The multi-model approach uses a number of related process models to capture
different variants, typically as a result of manipulating one central reference
model [3,12]. In contrast, the single-model approach consolidates all possible
variants in one process model that offers different configurations for a particular
variant [1,10]. Here, some gateways are specifically marked as configuration points,
where different variants follow different branches. Still, in both cases, a process
variant is a complete business process model, in particular including control-flow
branching structures.
In this paper, variants are understood as distinct sequences of activities and
events similar to the notion of traces in process mining [14]. Process mining
analyzes logs of business process executions and strives to discover process models
by reverse-engineering ordering relations between activities and detecting points
where a path in a process might diverge. However, in contrast to process mining,
we do not take process logs as the basis to generate a process model, but start
with the model itself to reveal all possible variants. The number of variants is
related to the cyclomatic number of programs [4,8]. However, in our case also
different numbers of iterations of the same process model fragment are considered
individual variants.
Based on the discovered variants, this work attempts to improve the quality of
the process model by reducing the number of variants and increasing consistency
within models. Model quality has been in the focus of a wide range of research
work, an overview of factors affecting process model quality is presented by
Mendling et al. [6]. With regard to this work, our primary focus is towards the
semantic and pragmatic quality of process models [9].

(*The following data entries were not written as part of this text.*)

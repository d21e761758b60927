// Copyright (c) 2025 Fabstir
// SPDX-License-Identifier: BUSL-1.1
//! Prompt templates and per-operation generation budgets

use std::time::Duration;

use crate::llm::CompletionParams;

/// Roadmaps favor determinism
pub const ROADMAP_PARAMS: CompletionParams =
    CompletionParams::new(2500, 0.55, Duration::from_secs(60));

/// Articles are long-form and favor variety
pub const ARTICLE_PARAMS: CompletionParams =
    CompletionParams::new(6000, 0.7, Duration::from_secs(120));

pub const CHAT_PARAMS: CompletionParams =
    CompletionParams::new(1500, 0.6, Duration::from_secs(60));

/// Instruction asking for a JSON array of numbered, indented roadmap entries
///
/// `existing` is an outline the model should build on, if one was found.
pub fn roadmap_prompt(topic: &str, existing: Option<&[String]>) -> String {
    let mut prompt = format!(
        r#"You are an expert learning path designer.

Design a structured and exhaustive learning roadmap for the topic "{topic}".
The roadmap must:
- Be a hierarchy of topics and subtopics.
- Include the concepts, techniques and any other material essential for proficiency.
- Progress step by step, from the basics to advanced topics.
- Cover all aspects of the topic.
- Be a JSON array of strings, where each string is a numbered topic or subtopic.
- Indent subtopics with leading spaces so they stand apart from main topics.
- Contain between 8 and 20 items, depending on the complexity of the topic.
- If the topic is inappropriate, invalid, or cannot have a meaningful roadmap, be a JSON object with an "error" key holding a short explanation instead.
- Contain nothing outside the JSON: no commentary, no explanations, no code fences.

Example output for a valid topic:
[
    "1. Introduction to {topic}",
    "2. Core Concepts",
    "   2.1 Subtopic 1",
    "   2.2 Subtopic 2",
    "3. Advanced Techniques",
    "   3.1 Subtopic 3"
]

Example output for an invalid topic:
{{
    "error": "The topic '{topic}' is inappropriate or cannot have a meaningful roadmap."
}}

Topic: {topic}"#
    );

    if let Some(outline) = existing.filter(|o| !o.is_empty()) {
        prompt.push_str(
            "\n\nTake into account the existing outline below, but focus on topics it does not \
             cover yet and fill the gaps it leaves.\nExisting outline:\n",
        );
        prompt.push_str(&outline.join("\n"));
    }

    prompt
}

/// Context block carrying web search snippets; empty when there are none
pub fn search_context(snippets: &[String]) -> String {
    if snippets.is_empty() {
        return String::new();
    }
    format!(
        "\n\nRelevant web search results:\n{}\n\n",
        snippets.join("\n")
    )
}

/// Instruction for a long-form Markdown article about one roadmap section
pub fn article_prompt(
    main_topic: &str,
    section: &str,
    roadmap: &[String],
    search_context: &str,
) -> String {
    let roadmap_text = if roadmap.is_empty() {
        "(no roadmap provided)".to_string()
    } else {
        roadmap.join("\n")
    };

    format!(
        r#"You are an expert educator and content creator.

Write a detailed, tutorial-style article about "{section}".
This section is part of a larger learning roadmap on "{main_topic}". The full roadmap is:
{roadmap_text}

Scope:
1. Cover only "{section}". Other roadmap entries have their own articles.
2. You may mention other roadmap entries where it helps orientation, but do not explain them or give away their details.
3. Start from the basics of "{section}" and progress step by step to intermediate and advanced material.
4. Assume the reader has followed the roadmap up to this section and no further.

Format (Markdown):
- Structure the article with headings and subheadings (#, ##, ###).
- Use lists, code blocks and math notation ($...$ or $$...$$) where they help.
- Include practical examples, analogies or code where appropriate.
- End with a "Further Reading" section linking to real, existing articles, documentation or other text resources about "{section}". Never use placeholder or invented links; leave a resource out if you are not sure of its URL.
{search_context}
Make sure the content flows logically from simple to complex."#
    )
}

/// Instruction for answering a reader's question about the material in view
pub fn chat_prompt(query: &str, context: &str) -> String {
    let context = if context.trim().is_empty() {
        "(no additional context)"
    } else {
        context
    };

    format!(
        r#"You are a patient tutor helping a learner work through study material.

Use the material below as your primary reference. If the question goes beyond it, answer from general knowledge and say so briefly.

Material:
{context}

Question: {query}

Answer clearly and concisely in Markdown."#
    )
}
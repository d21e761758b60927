// Copyright (c) 2025 Fabstir
// SPDX-License-Identifier: BUSL-1.1
use serde::{Deserialize, Serialize};

/// Response body for POST /generate-content
#[derive(Debug, Clone, Serialize, Deserialize, PartialEq)]
pub struct ContentApiResponse {
    /// Markdown article
    pub content: String,
}

impl ContentApiResponse {
    pub fn new(content: String) -> Self {
        Self { content }
    }
}
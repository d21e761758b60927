// Copyright (c) 2025 Fabstir
// SPDX-License-Identifier: BUSL-1.1
// tests/mock/mod.rs - Shared test doubles for the model and search seams
#![allow(dead_code)]

use async_trait::async_trait;
use roadmap_tutor::llm::{ChatModel, CompletionParams, ModelError};
use roadmap_tutor::search::{SearchError, SearchProvider, SearchResult, SearchService};
use std::sync::atomic::{AtomicUsize, Ordering};
use std::sync::{Arc, Mutex};

type Reply = Box<dyn Fn() -> Result<String, ModelError> + Send + Sync>;

/// Model that answers every prompt the same way and records what it saw
pub struct ScriptedModel {
    reply: Reply,
    configured: bool,
    calls: AtomicUsize,
    prompts: Mutex<Vec<String>>,
    params: Mutex<Vec<CompletionParams>>,
}

impl ScriptedModel {
    fn build(reply: Reply, configured: bool) -> Arc<Self> {
        Arc::new(Self {
            reply,
            configured,
            calls: AtomicUsize::new(0),
            prompts: Mutex::new(Vec::new()),
            params: Mutex::new(Vec::new()),
        })
    }

    pub fn replying(text: &str) -> Arc<Self> {
        let text = text.to_string();
        Self::build(Box::new(move || Ok(text.clone())), true)
    }

    pub fn failing(make: fn() -> ModelError) -> Arc<Self> {
        Self::build(Box::new(move || Err(make())), true)
    }

    /// A model with no API key
    pub fn unconfigured() -> Arc<Self> {
        Self::build(Box::new(|| Err(ModelError::MissingApiKey)), false)
    }

    pub fn calls(&self) -> usize {
        self.calls.load(Ordering::SeqCst)
    }

    pub fn last_prompt(&self) -> Option<String> {
        self.prompts.lock().unwrap().last().cloned()
    }

    pub fn last_params(&self) -> Option<CompletionParams> {
        self.params.lock().unwrap().last().copied()
    }
}

#[async_trait]
impl ChatModel for ScriptedModel {
    async fn complete(&self, prompt: &str, params: CompletionParams) -> Result<String, ModelError> {
        self.calls.fetch_add(1, Ordering::SeqCst);
        self.prompts.lock().unwrap().push(prompt.to_string());
        self.params.lock().unwrap().push(params);
        (self.reply)()
    }

    fn model_id(&self) -> &str {
        "test/scripted-model"
    }

    fn is_configured(&self) -> bool {
        self.configured
    }
}

/// Search provider returning fixed snippets (or failing) and recording queries
pub struct RecordingSearch {
    snippets: Vec<String>,
    fail: bool,
    queries: Arc<Mutex<Vec<String>>>,
}

impl RecordingSearch {
    pub fn with_snippets(snippets: &[&str]) -> (Self, Arc<Mutex<Vec<String>>>) {
        let queries = Arc::new(Mutex::new(Vec::new()));
        let provider = Self {
            snippets: snippets.iter().map(|s| s.to_string()).collect(),
            fail: false,
            queries: queries.clone(),
        };
        (provider, queries)
    }

    pub fn failing() -> (Self, Arc<Mutex<Vec<String>>>) {
        let (mut provider, queries) = Self::with_snippets(&[]);
        provider.fail = true;
        (provider, queries)
    }

    pub fn into_service(self) -> Arc<SearchService> {
        Arc::new(SearchService::with_provider(Box::new(self), 3))
    }
}

#[async_trait]
impl SearchProvider for RecordingSearch {
    async fn search(&self, query: &str, num_results: usize) -> Result<Vec<SearchResult>, SearchError> {
        self.queries.lock().unwrap().push(query.to_string());
        if self.fail {
            return Err(SearchError::ApiError {
                status: 500,
                message: "backend error".to_string(),
            });
        }
        Ok(self
            .snippets
            .iter()
            .take(num_results)
            .enumerate()
            .map(|(i, snippet)| SearchResult {
                title: format!("Result {}", i + 1),
                url: format!("https://example.com/{}", i + 1),
                snippet: snippet.clone(),
            })
            .collect())
    }

    fn name(&self) -> &'static str {
        "recording"
    }

    fn is_available(&self) -> bool {
        true
    }
}
// Copyright (c) 2025 Fabstir
// SPDX-License-Identifier: BUSL-1.1
//! Core types for web search

use serde::{Deserialize, Serialize};
use thiserror::Error;

/// A single search result from a web search provider
#[derive(Debug, Clone, Serialize, Deserialize, PartialEq)]
pub struct SearchResult {
    /// Title of the search result
    pub title: String,
    /// URL of the search result
    pub url: String,
    /// Short excerpt shown by the engine
    pub snippet: String,
}

/// Errors that can occur during search operations
///
/// These never leave `SearchService::snippets`; they are logged and
/// collapsed into "no results".
#[derive(Debug, Error)]
pub enum SearchError {
    /// Rate limited by the search provider
    #[error("Rate limited by {provider}")]
    RateLimited {
        /// Name of the provider
        provider: String,
    },

    /// API error from the search provider
    #[error("Search API error: {status} - {message}")]
    ApiError {
        /// HTTP status code (0 for connection errors)
        status: u16,
        /// Error message
        message: String,
    },

    /// Search request timed out
    #[error("Search timeout after {timeout_ms}ms")]
    Timeout {
        /// Timeout duration in milliseconds
        timeout_ms: u64,
    },

    /// No API key configured (or rejected) for the provider
    #[error("No API key configured for {provider}")]
    NoApiKey {
        /// Name of the provider missing API key
        provider: String,
    },

    /// Invalid search query
    #[error("Invalid query: {reason}")]
    InvalidQuery {
        /// Reason the query is invalid
        reason: String,
    },
}
use std::collections::HashSet;

use crate::{CellValue, RowStore, StoreError};

/// In-memory [`RowStore`] used by tests and by embedders that have no host
/// spreadsheet behind them.
///
/// Bounds behavior matches what a real adapter must do: 1-based indices,
/// `RowOutOfBounds` past the allocation, reads padded to the natural column
/// span.
#[derive(Debug, Clone, Default)]
pub struct MemTable {
    frozen_rows: u32,
    columns: u32,
    rows: Vec<Vec<CellValue>>,
    checkboxes: HashSet<(u32, u32)>,
}

impl MemTable {
    /// Creates a table with `frozen_rows + 8` blank allocated rows and a
    /// natural span of `columns`.
    pub fn new(frozen_rows: u32, columns: u32) -> Self {
        let allocated = (frozen_rows + 8) as usize;
        Self {
            frozen_rows,
            columns,
            rows: vec![Vec::new(); allocated],
            checkboxes: HashSet::new(),
        }
    }

    /// Builder helper: writes `values` into the first blank allocated row
    /// after the current last data row.
    pub fn push_row(mut self, values: &[CellValue]) -> Self {
        let row = self.last_data_row() + 1;
        let idx = (row - 1) as usize;
        if idx >= self.rows.len() {
            self.rows.resize(idx + 1, Vec::new());
        }
        self.rows[idx] = values.to_vec();
        self
    }

    /// Marks one cell as carrying checkbox validation.
    pub fn mark_checkbox(&mut self, row: u32, col: u32) {
        self.checkboxes.insert((row, col));
    }

    fn check_row(&self, row: u32) -> Result<usize, StoreError> {
        if row == 0 || row as usize > self.rows.len() {
            return Err(StoreError::RowOutOfBounds {
                row,
                max: self.rows.len() as u32,
            });
        }
        Ok((row - 1) as usize)
    }
}

impl RowStore for MemTable {
    fn last_data_row(&self) -> u32 {
        self.rows
            .iter()
            .rposition(|r| r.iter().any(|c| !c.is_empty()))
            .map(|i| i as u32 + 1)
            .unwrap_or(0)
    }

    fn frozen_row_count(&self) -> u32 {
        self.frozen_rows
    }

    fn max_allocated_rows(&self) -> u32 {
        self.rows.len() as u32
    }

    fn column_count(&self) -> u32 {
        self.columns
    }

    fn read_row(&self, row: u32) -> Result<Vec<CellValue>, StoreError> {
        let idx = self.check_row(row)?;
        let mut out = self.rows[idx].clone();
        if out.len() < self.columns as usize {
            out.resize(self.columns as usize, CellValue::Empty);
        }
        Ok(out)
    }

    fn read_column(
        &self,
        col: u32,
        from_row: u32,
        to_row: u32,
    ) -> Result<Vec<CellValue>, StoreError> {
        if col == 0 {
            return Err(StoreError::ColumnOutOfBounds { col });
        }
        self.check_row(from_row)?;
        self.check_row(to_row)?;
        let mut out = Vec::with_capacity((to_row - from_row + 1) as usize);
        for row in from_row..=to_row {
            let cells = &self.rows[(row - 1) as usize];
            out.push(
                cells
                    .get((col - 1) as usize)
                    .cloned()
                    .unwrap_or(CellValue::Empty),
            );
        }
        Ok(out)
    }

    fn write_row(&mut self, row: u32, values: &[CellValue]) -> Result<(), StoreError> {
        let idx = self.check_row(row)?;
        self.rows[idx] = values.to_vec();
        Ok(())
    }

    fn insert_blank_row_at(&mut self, row: u32) -> Result<(), StoreError> {
        if row == 0 || row as usize > self.rows.len() + 1 {
            return Err(StoreError::RowOutOfBounds {
                row,
                max: self.rows.len() as u32,
            });
        }
        self.rows.insert((row - 1) as usize, Vec::new());
        self.checkboxes = self
            .checkboxes
            .iter()
            .map(|&(r, c)| if r >= row { (r + 1, c) } else { (r, c) })
            .collect();
        Ok(())
    }

    fn delete_row(&mut self, row: u32) -> Result<(), StoreError> {
        let idx = self.check_row(row)?;
        self.rows.remove(idx);
        self.checkboxes = self
            .checkboxes
            .iter()
            .filter(|&&(r, _)| r != row)
            .map(|&(r, c)| if r > row { (r - 1, c) } else { (r, c) })
            .collect();
        Ok(())
    }

    fn grow_by(&mut self, n: u32) -> Result<(), StoreError> {
        self.rows
            .extend(std::iter::repeat(Vec::new()).take(n as usize));
        Ok(())
    }

    fn is_checkbox_cell(&self, row: u32, col: u32) -> Result<bool, StoreError> {
        self.check_row(row)?;
        Ok(self.checkboxes.contains(&(row, col)))
    }
}
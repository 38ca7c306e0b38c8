//! `gridlog-engine` implements the append-or-move core for append-only
//! tabular logs backed by an external grid (see `gridlog-model`'s
//! [`RowStore`](gridlog_model::RowStore)).
//!
//! The engine places rows under one of two empty-row policies, fingerprints
//! row content for O(n) duplicate lookups over a digest column, and
//! serializes concurrent appends behind a process-wide lock, mirroring the
//! single script lock of hosted spreadsheet platforms.

mod append;
mod digest;
mod duplicate;
mod error;
mod lock;
mod period;
mod placement;
mod sweep;

pub use append::{append_row, move_row, AppendOptions, AppendOutcome, RowLocation};
pub use digest::{compute_digest, HashAlgorithm, DEFAULT_SKIP_COLUMNS};
pub use duplicate::{is_duplicate, DuplicateMode};
pub use error::{EngineError, Result};
pub use lock::{LockGuard, ScriptLock, DEFAULT_LOCK_TIMEOUT};
pub use period::{bucket_name, Period};
pub use placement::{find_insertion_row, reserve_insertion_row, PlacementPolicy};
pub use sweep::{sweep_all, SweepReport};
use std::time::Duration;

use thiserror::Error;

use gridlog_model::StoreError;

use crate::DuplicateMode;

/// Errors surfaced by the append/placement engine.
#[derive(Debug, Error)]
pub enum EngineError {
    #[error("lock not acquired within {waited:?}")]
    LockTimeout { waited: Duration },
    #[error("duplicate-check mode {0:?} is not supported on this path")]
    UnsupportedMode(DuplicateMode),
    #[error("placement row {row} exceeds the table's addressable bounds ({max} rows)")]
    OutOfBounds { row: u32, max: u32 },
    #[error("unrecognized period {0:?} (expected \"monthly\" or \"yearly\")")]
    InvalidPeriod(String),
    #[error(transparent)]
    Store(#[from] StoreError),
}

pub type Result<T> = std::result::Result<T, EngineError>;
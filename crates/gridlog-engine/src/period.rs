use std::str::FromStr;

use chrono::{Datelike, NaiveDate};
use serde::{Deserialize, Serialize};

use crate::EngineError;

/// Granularity of time-bucketed archive tables.
#[derive(Debug, Clone, Copy, PartialEq, Eq, Serialize, Deserialize)]
#[serde(rename_all = "snake_case")]
pub enum Period {
    Monthly,
    Yearly,
}

impl FromStr for Period {
    type Err = EngineError;

    fn from_str(s: &str) -> Result<Self, Self::Err> {
        match s.trim().to_ascii_lowercase().as_str() {
            "monthly" => Ok(Period::Monthly),
            "yearly" => Ok(Period::Yearly),
            other => Err(EngineError::InvalidPeriod(other.to_string())),
        }
    }
}

/// Name of the archive table a row dated `date` routes into: `YYYY-MM` for
/// monthly buckets, `YYYY` for yearly ones.
///
/// Table creation (and copying a template into a fresh bucket) stays with
/// the host; this only answers "which bucket".
pub fn bucket_name(period: Period, date: NaiveDate) -> String {
    match period {
        Period::Monthly => format!("{:04}-{:02}", date.year(), date.month()),
        Period::Yearly => format!("{:04}", date.year()),
    }
}

#[cfg(test)]
mod tests {
    use super::*;
    use pretty_assertions::assert_eq;

    #[test]
    fn bucket_names() {
        let date = NaiveDate::from_ymd_opt(2021, 3, 7).unwrap();
        assert_eq!(bucket_name(Period::Monthly, date), "2021-03");
        assert_eq!(bucket_name(Period::Yearly, date), "2021");
    }

    #[test]
    fn parses_case_insensitively() {
        assert_eq!("Monthly".parse::<Period>().unwrap(), Period::Monthly);
        assert_eq!(" yearly ".parse::<Period>().unwrap(), Period::Yearly);
    }

    #[test]
    fn rejects_unknown_periods() {
        let err = "weekly".parse::<Period>().unwrap_err();
        assert!(matches!(err, EngineError::InvalidPeriod(p) if p == "weekly"));
    }
}
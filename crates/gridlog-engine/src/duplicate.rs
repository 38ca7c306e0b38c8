use serde::{Deserialize, Serialize};

use gridlog_model::{CellValue, RowStore};

use crate::digest::{compute_digest, HashAlgorithm};
use crate::Result;

/// How duplicate candidates are matched against existing rows.
#[derive(Debug, Clone, Copy, PartialEq, Eq, Serialize, Deserialize)]
#[serde(rename_all = "snake_case")]
pub enum DuplicateMode {
    /// O(n) scan of the digest column one past the natural column span. The
    /// preferred mode; the whole reason the digest column exists.
    Digest,
    /// O(n·m) comparison of raw post-skip values against every row. Exists
    /// for tables without a digest column; correctness only.
    Raw,
}

impl Default for DuplicateMode {
    fn default() -> Self {
        DuplicateMode::Digest
    }
}

/// Returns whether `candidate`'s post-skip content already appears in the
/// table.
///
/// Scans rows 1 through `last_row_to_check` (default: the current last data
/// row). A table with zero data rows never matches. The candidate itself
/// must not yet be in the table; the append engine runs this check before
/// inserting.
pub fn is_duplicate(
    store: &dyn RowStore,
    candidate: &[CellValue],
    mode: DuplicateMode,
    last_row_to_check: Option<u32>,
    skip: u32,
    algorithm: HashAlgorithm,
) -> Result<bool> {
    let last = last_row_to_check.unwrap_or_else(|| store.last_data_row());
    if last == 0 || store.last_data_row() <= store.frozen_row_count() {
        return Ok(false);
    }

    match mode {
        DuplicateMode::Digest => {
            let digest_col = store.column_count() + 1;
            let needle = compute_digest(candidate, skip, algorithm);
            let column = store.read_column(digest_col, 1, last)?;
            Ok(column
                .iter()
                .any(|cell| matches!(cell, CellValue::Text(s) if *s == needle)))
        }
        DuplicateMode::Raw => {
            log::debug!("raw-mode duplicate scan over {last} rows");
            let span = store.column_count() as usize;
            let wanted: Vec<String> = candidate
                .iter()
                .take(span)
                .skip(skip as usize)
                .map(CellValue::canonical_text)
                .collect();
            for row in 1..=last {
                let cells = store.read_row(row)?;
                let have: Vec<String> = cells
                    .iter()
                    .take(span)
                    .skip(skip as usize)
                    .map(CellValue::canonical_text)
                    .collect();
                if have == wanted {
                    return Ok(true);
                }
            }
            Ok(false)
        }
    }
}
use gridlog_model::RowStore;

use crate::append::{append_row, move_row, AppendOptions};
use crate::placement::row_is_blank;
use crate::Result;

/// What a bulk sweep did.
#[derive(Debug, Clone, Copy, PartialEq, Eq, Default)]
pub struct SweepReport {
    /// Rows appended (or moved) into the destination.
    pub moved: u32,
    /// Blank source rows passed over.
    pub skipped: u32,
}

/// Applies the append (or move) to every non-blank unfrozen row of `source`.
///
/// Rows are processed in reverse index order so that, when deleting from the
/// source, row shifts from each deletion never skip or double-process a row.
/// Sweeps typically run with `options.use_lock` off: a bulk job serializes
/// itself by construction, and taking the global lock once per row buys
/// nothing. The option is honored either way.
pub fn sweep_all(
    source: &mut dyn RowStore,
    dest: &mut dyn RowStore,
    delete_from_source: bool,
    options: &AppendOptions<'_>,
) -> Result<SweepReport> {
    let frozen = source.frozen_row_count();
    let last = source.last_data_row();
    let mut report = SweepReport::default();
    if last <= frozen {
        return Ok(report);
    }

    for row in (frozen + 1..=last).rev() {
        if row_is_blank(source, row, options.ignore_checkbox_columns)? {
            report.skipped += 1;
            continue;
        }
        if delete_from_source {
            move_row(source, row, dest, options)?;
        } else {
            let mut values = source.read_row(row)?;
            values.truncate(source.column_count() as usize);
            append_row(dest, &values, options)?;
        }
        report.moved += 1;
    }
    log::debug!(
        "sweep finished: {} rows moved, {} blank rows skipped",
        report.moved,
        report.skipped
    );
    Ok(report)
}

One particular aspect we have not found being addressed in the literature
is the consistency of the configuration of points in the business process model,
where process execution diverges. We refer to these as trigger parameters for
variants of a process model. For instance, if two distinct exclusive choice gateways
model the very same decision, they should be labeled identically. The following
sections present our approach to discovering, characterizing, and reducing process
variants, as well as normalizing choices within a process model.
Other proposals towards increasing process model quality include, for example,
Mendling’s Seven Process Modeling Guidelines [5]. This work introduces rules,
based on empirical research, to keep process models simple, consistent, and easily
comprehensible. While these guidelines improve a single model and reduce its
cognitive complexity, refactoring of process models [16] strives to increase the
consistency between several models in a collection, such as, consistent labeling of
activities across all models. Please be aware that the latter work uses the term
variants in a different meaning than we use it here.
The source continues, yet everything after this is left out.